Work to be completed: Only the lines of the data holding the string "UpdateInterviewInput" need to be returned.

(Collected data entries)
━━━━━━

//! Recruitment API endpoints
//!
//! Jobs, candidates, applications and interviews. HR writes; managers may
//! read the pipeline and record feedback on interviews they run. The public
//! careers routes live here too.

use axum::{
    extract::{Multipart, Path, Query, State},
    http::StatusCode,
    routing::{get, post, put},
    Json, Router,
};
use serde::Deserialize;

use crate::api::common::{field, read_multipart, PaginationQuery};
use crate::api::middleware::{ApiError, AppState, AuthenticatedUser, HrUser, ManagerUser};
use crate::models::{
    Application, ApplicationDetail, ApplicationFilter, ApplicationStatus, Candidate, CreateCandidateInput,
    CreateInterviewInput, CreateJobInput, Interview, InterviewFilter, Job, JobFilter, PagedResult,
    UpdateCandidateInput, UpdateInterviewInput, UpdateJobInput,
};
use crate::services::recruitment::{CareersApplication, HireInput, HireOutcome, ResumeFile};

#[derive(Debug, Default, Deserialize)]
pub struct CandidateQuery {
    #[serde(default)]
    pub search: Option<String>,
}

#[derive(Debug, Deserialize)]
pub struct ApplyRequest {
    pub job_id: i64,
    pub candidate_id: i64,
    #[serde(default)]
    pub cover_letter: Option<String>,
}

#[derive(Debug, Deserialize)]
pub struct StatusRequest {
    pub status: ApplicationStatus,
}

#[derive(Debug, Deserialize)]
pub struct CompleteRequest {
    #[serde(default)]
    pub feedback: Option<String>,
    pub rating: i64,
}

pub fn jobs_router() -> Router<AppState> {
    Router::new()
        .route("/", get(list_jobs).post(create_job))
        .route("/{id}", get(get_job).put(update_job).delete(delete_job))
        .route("/{id}/publish", post(publish_job))
        .route("/{id}/close", post(close_job))
}

pub fn candidates_router() -> Router<AppState> {
    Router::new()
        .route("/", get(list_candidates).post(create_candidate))
        .route("/{id}", get(get_candidate).put(update_candidate).delete(delete_candidate))
        .route("/{id}/resume", post(attach_resume))
}

pub fn applications_router() -> Router<AppState> {
    Router::new()
        .route("/", get(list_applications).post(apply))
        .route("/{id}", get(get_application).delete(delete_application))
        .route("/{id}/status", put(transition))
        .route("/{id}/hire", post(hire))
}

pub fn interviews_router() -> Router<AppState> {
    Router::new()
        .route("/", get(list_interviews).post(schedule_interview))
        .route("/{id}", get(get_interview).put(update_interview))
        .route("/{id}/complete", post(complete_interview))
        .route("/{id}/cancel", post(cancel_interview))
        .route("/{id}/no-show", post(mark_no_show))
}

/// Public careers page
pub fn careers_router() -> Router<AppState> {
    Router::new()
        .route("/jobs", get(list_open_jobs))
        .route("/jobs/{id}", get(get_open_job))
        .route("/jobs/{id}/apply", post(careers_apply))
}

// Jobs

async fn list_jobs(
    State(state): State<AppState>,
    _user: ManagerUser,
    Query(filter): Query<JobFilter>,
) -> Result<Json<Vec<Job>>, ApiError> {
    Ok(Json(state.recruitment_service.list_jobs(&filter).await?))
}

async fn create_job(
    State(state): State<AppState>,
    _hr: HrUser,
    Json(input): Json<CreateJobInput>,
) -> Result<(StatusCode, Json<Job>), ApiError> {
    let job = state.recruitment_service.create_job(input).await?;
    Ok((StatusCode::CREATED, Json(job)))
}

async fn get_job(State(state): State<AppState>, _user: ManagerUser, Path(id): Path<i64>) -> Result<Json<Job>, ApiError> {
    Ok(Json(state.recruitment_service.get_job(id).await?))
}

async fn update_job(
    State(state): State<AppState>,
    _hr: HrUser,
    Path(id): Path<i64>,
    Json(input): Json<UpdateJobInput>,
) -> Result<Json<Job>, ApiError> {
    Ok(Json(state.recruitment_service.update_job(id, input).await?))
}

async fn publish_job(State(state): State<AppState>, _hr: HrUser, Path(id): Path<i64>) -> Result<Json<Job>, ApiError> {
    Ok(Json(state.recruitment_service.publish_job(id).await?))
}

async fn close_job(State(state): State<AppState>, _hr: HrUser, Path(id): Path<i64>) -> Result<Json<Job>, ApiError> {
    Ok(Json(state.recruitment_service.close_job(id).await?))
}

async fn delete_job(State(state): State<AppState>, _hr: HrUser, Path(id): Path<i64>) -> Result<StatusCode, ApiError> {
    state.recruitment_service.delete_job(id).await?;
    Ok(StatusCode::NO_CONTENT)
}

// Candidates

async fn list_candidates(
    State(state): State<AppState>,
    _user: ManagerUser,
    Query(query): Query<CandidateQuery>,
    Query(page): Query<PaginationQuery>,
) -> Result<Json<PagedResult<Candidate>>, ApiError> {
    Ok(Json(
        state
            .recruitment_service
            .list_candidates(query.search.as_deref(), &page.params())
            .await?,
    ))
}

async fn create_candidate(
    State(state): State<AppState>,
    _hr: HrUser,
    Json(input): Json<CreateCandidateInput>,
) -> Result<(StatusCode, Json<Candidate>), ApiError> {
    let candidate = state.recruitment_service.create_candidate(input).await?;
    Ok((StatusCode::CREATED, Json(candidate)))
}

async fn get_candidate(
    State(state): State<AppState>,
    _user: ManagerUser,
    Path(id): Path<i64>,
) -> Result<Json<Candidate>, ApiError> {
    Ok(Json(state.recruitment_service.get_candidate(id).await?))
}

async fn update_candidate(
    State(state): State<AppState>,
    _hr: HrUser,
    Path(id): Path<i64>,
    Json(input): Json<UpdateCandidateInput>,
) -> Result<Json<Candidate>, ApiError> {
    Ok(Json(state.recruitment_service.update_candidate(id, input).await?))
}

async fn delete_candidate(State(state): State<AppState>, _hr: HrUser, Path(id): Path<i64>) -> Result<StatusCode, ApiError> {
    state.recruitment_service.delete_candidate(id).await?;
    Ok(StatusCode::NO_CONTENT)
}

/// POST /api/candidates/{id}/resume - multipart field `file`
async fn attach_resume(
    State(state): State<AppState>,
    _hr: HrUser,
    Path(id): Path<i64>,
    mut multipart: Multipart,
) -> Result<Json<Candidate>, ApiError> {
    let (_, file) = read_multipart(&mut multipart, "file").await?;
    let file = file.ok_or_else(|| ApiError::validation_error("No file provided"))?;
    let resume = ResumeFile {
        original_name: file.file_name,
        content_type: file.content_type,
        data: file.data,
    };
    Ok(Json(state.recruitment_service.attach_resume(id, resume).await?))
}

// Applications

async fn list_applications(
    State(state): State<AppState>,
    _user: ManagerUser,
    Query(filter): Query<ApplicationFilter>,
) -> Result<Json<Vec<ApplicationDetail>>, ApiError> {
    Ok(Json(state.recruitment_service.list_applications(&filter).await?))
}

async fn apply(
    State(state): State<AppState>,
    _hr: HrUser,
    Json(body): Json<ApplyRequest>,
) -> Result<(StatusCode, Json<Application>), ApiError> {
    let application = state
        .recruitment_service
        .apply(body.job_id, body.candidate_id, body.cover_letter)
        .await?;
    Ok((StatusCode::CREATED, Json(application)))
}

async fn get_application(
    State(state): State<AppState>,
    _user: ManagerUser,
    Path(id): Path<i64>,
) -> Result<Json<ApplicationDetail>, ApiError> {
    Ok(Json(state.recruitment_service.get_application(id).await?))
}

async fn transition(
    State(state): State<AppState>,
    _hr: HrUser,
    Path(id): Path<i64>,
    Json(body): Json<StatusRequest>,
) -> Result<Json<Application>, ApiError> {
    Ok(Json(state.recruitment_service.transition(id, body.status).await?))
}

async fn hire(
    State(state): State<AppState>,
    _hr: HrUser,
    Path(id): Path<i64>,
    Json(input): Json<HireInput>,
) -> Result<Json<HireOutcome>, ApiError> {
    Ok(Json(state.recruitment_service.hire(id, input).await?))
}

async fn delete_application(
    State(state): State<AppState>,
    _hr: HrUser,
    Path(id): Path<i64>,
) -> Result<StatusCode, ApiError> {
    state.recruitment_service.delete_application(id).await?;
    Ok(StatusCode::NO_CONTENT)
}

// Interviews

async fn list_interviews(
    State(state): State<AppState>,
    _user: ManagerUser,
    Query(filter): Query<InterviewFilter>,
) -> Result<Json<Vec<Interview>>, ApiError> {
    Ok(Json(state.recruitment_service.list_interviews(&filter).await?))
}

async fn schedule_interview(
    State(state): State<AppState>,
    _hr: HrUser,
    Json(input): Json<CreateInterviewInput>,
) -> Result<(StatusCode, Json<Interview>), ApiError> {
    let interview = state.recruitment_service.schedule_interview(input).await?;
    Ok((StatusCode::CREATED, Json(interview)))
}

async fn get_interview(
    State(state): State<AppState>,
    _user: ManagerUser,
    Path(id): Path<i64>,
) -> Result<Json<Interview>, ApiError> {
    Ok(Json(state.recruitment_service.get_interview(id).await?))
}

async fn update_interview(
    State(state): State<AppState>,
    _hr: HrUser,
    Path(id): Path<i64>,
    Json(input): Json<UpdateInterviewInput>,
) -> Result<Json<Interview>, ApiError> {
    Ok(Json(state.recruitment_service.update_interview(id, input).await?))
}

/// Interviewers may record their own feedback without an HR role
async fn complete_interview(
    State(state): State<AppState>,
    AuthenticatedUser(user): AuthenticatedUser,
    Path(id): Path<i64>,
    Json(body): Json<CompleteRequest>,
) -> Result<Json<Interview>, ApiError> {
    Ok(Json(
        state
            .recruitment_service
            .complete_interview(&user, id, body.feedback, body.rating)
            .await?,
    ))
}

async fn cancel_interview(State(state): State<AppState>, _hr: HrUser, Path(id): Path<i64>) -> Result<Json<Interview>, ApiError> {
    Ok(Json(state.recruitment_service.cancel_interview(id).await?))
}

async fn mark_no_show(State(state): State<AppState>, _hr: HrUser, Path(id): Path<i64>) -> Result<Json<Interview>, ApiError> {
    Ok(Json(state.recruitment_service.mark_no_show(id).await?))
}

// Careers

async fn list_open_jobs(State(state): State<AppState>) -> Result<Json<Vec<Job>>, ApiError> {
    Ok(Json(state.recruitment_service.list_open_jobs().await?))
}

async fn get_open_job(State(state): State<AppState>, Path(id): Path<i64>) -> Result<Json<Job>, ApiError> {
    Ok(Json(state.recruitment_service.get_open_job(id).await?))
}

/// POST /api/careers/jobs/{id}/apply
///
/// Multipart form: `first_name`, `last_name`, `email`, optional `phone` and
/// `cover_letter`, optional CV in `resume`.
async fn careers_apply(
    State(state): State<AppState>,
    Path(id): Path<i64>,
    mut multipart: Multipart,
) -> Result<(StatusCode, Json<Application>), ApiError> {
    let (fields, file) = read_multipart(&mut multipart, "resume").await?;
    let required = |name: &str| {
        field(&fields, name)
            .map(str::to_string)
            .ok_or_else(|| ApiError::validation_error(format!("{} is required", name)))
    };

    let form = CareersApplication {
        first_name: required("first_name")?,
        last_name: required("last_name")?,
        email: required("email")?,
        phone: field(&fields, "phone").map(str::to_string),
        cover_letter: field(&fields, "cover_letter").map(str::to_string),
    };
    let resume = file.filter(|f| !f.data.is_empty()).map(|f| ResumeFile {
        original_name: f.file_name,
        content_type: f.content_type,
        data: f.data,
    });

    let application = state.recruitment_service.careers_apply(id, form, resume).await?;
    Ok((StatusCode::CREATED, Json(application)))
}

━━━━━━

Answer:
    UpdateCandidateInput, UpdateInterviewInput, UpdateJobInput,
    Json(input): Json<UpdateInterviewInput>,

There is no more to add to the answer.